Wednesday, March 9, 2011

NHS & McKinsey: Barracuda & Nye Bevan Curse

The Guardian:

“But what about McKinsey & Company, now that it has provoked the ghost of Nye, founder of the NHS and the swashbuckling Churchill of the left?

I envisage an outbreak of hospital-inquired infection sweeping through its 94 offices in 52 countries, a mysterious fire gutting its London HQ in Jermyn Street, its senior executives caught in compromising positions with choirboys and bankers.”

The Jobbing Doctor: It's begun.......

The ultimate corporate firm McKinsey (for whom the Foreign Secretary used to work) is now getting its management teeth into the NHS.

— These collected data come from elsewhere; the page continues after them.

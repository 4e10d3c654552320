//! Signed genomic locations, e.g., the endpoints of half-intervals.

use std::{cmp::Ordering, fmt, ops::Add};

use crate::common::compare_chroms;

pub mod index;

pub use index::WindowedIndex;

/// Strand of a location.
#[derive(
    Debug, Clone, Copy, PartialEq, Eq, Hash, Default, strum::Display, strum::EnumString,
)]
pub enum Strand {
    #[default]
    #[strum(serialize = "+")]
    Forward,
    #[strum(serialize = "-")]
    Reverse,
}

impl Strand {
    /// The opposite strand.
    pub fn flipped(self) -> Self {
        match self {
            Strand::Forward => Strand::Reverse,
            Strand::Reverse => Strand::Forward,
        }
    }
}

/// A position on a chromosome with strand and the direction the half-interval opens to.
///
/// Equality and ordering only look at chromosome and position, strand and direction
/// are ignored.  Chromosomes compare numerically where both names are numbers.
#[derive(Debug, Clone)]
pub struct Location {
    chrom: String,
    pos: i64,
    strand: Strand,
    extends_right: bool,
}

impl Location {
    /// Forward-strand location extending to the left.
    pub fn new(chrom: impl Into<String>, pos: i64) -> Self {
        Self::with_orientation(chrom, pos, Strand::Forward, false)
    }

    pub fn with_orientation(
        chrom: impl Into<String>,
        pos: i64,
        strand: Strand,
        extends_right: bool,
    ) -> Self {
        Self {
            chrom: chrom.into(),
            pos,
            strand,
            extends_right,
        }
    }

    pub fn chrom(&self) -> &str {
        &self.chrom
    }

    pub fn pos(&self) -> i64 {
        self.pos
    }

    pub fn strand(&self) -> Strand {
        self.strand
    }

    pub fn extends_right(&self) -> bool {
        self.extends_right
    }

    pub fn is_reverse(&self) -> bool {
        self.strand == Strand::Reverse
    }

    /// Same location, moved by `offset`.
    pub fn shifted(&self, offset: i64) -> Self {
        self.with_pos(self.pos + offset)
    }

    /// Same location, at `pos`.
    pub fn with_pos(&self, pos: i64) -> Self {
        Self {
            pos,
            ..self.clone()
        }
    }

    /// Same location on the opposite strand.
    pub fn reverse_complement(&self) -> Self {
        Self {
            strand: self.strand.flipped(),
            ..self.clone()
        }
    }

    /// Whether `other` lies on the same chromosome within `window` bases.
    ///
    /// With `strand_test`, the strands must match as well.
    pub fn overlaps(&self, other: &Location, strand_test: bool, window: i64) -> bool {
        self.chrom == other.chrom
            && (!strand_test || self.strand == other.strand)
            && (self.pos - other.pos).abs() <= window
    }

    /// Total order that breaks position ties by orientation.
    pub fn cmp_oriented(&self, other: &Location) -> Ordering {
        self.cmp(other)
            .then_with(|| (self.strand == Strand::Reverse).cmp(&(other.strand == Strand::Reverse)))
            .then_with(|| self.extends_right.cmp(&other.extends_right))
    }
}

impl Add<i64> for &Location {
    type Output = Location;

    fn add(self, offset: i64) -> Location {
        self.shifted(offset)
    }
}

impl PartialEq for Location {
    fn eq(&self, other: &Self) -> bool {
        self.cmp(other) == Ordering::Equal
    }
}

impl Eq for Location {}

impl PartialOrd for Location {
    fn partial_cmp(&self, other: &Self) -> Option<Ordering> {
        Some(self.cmp(other))
    }
}

impl Ord for Location {
    fn cmp(&self, other: &Self) -> Ordering {
        compare_chroms(&self.chrom, &other.chrom).then_with(|| self.pos.cmp(&other.pos))
    }
}

impl fmt::Display for Location {
    fn fmt(&self, f: &mut fmt::Formatter<'_>) -> fmt::Result {
        write!(f, "({},{}", self.chrom, self.pos)?;
        if self.is_reverse() || self.extends_right {
            let extent = if self.extends_right { "R" } else { "L" };
            write!(f, ",{}{}", self.strand, extent)?;
        }
        write!(f, ")")
    }
}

The curse extends to anyone that has worked at McKinsey too!


I need to re-post:
McKinsey: NHS & Vogue Saturday, September 19, 2009

Great Barracuda, BVI/ ©2009 Am Ang Zhang

Snorkelling can be very inspirational. I have often wondered why so many fishes stay around the Great Barracuda, running the risk of being gobbled up before the end of the day. Perhaps these fishes have not been warned. The NHS certainly has.

I read that McKinsey, one of the leading Management Consultancy firms is expected to recommend 25% cost cuts at Vogue. They have already advised a 10% staffing cut in The NHS to achieve a saving of £20 billion by 2014.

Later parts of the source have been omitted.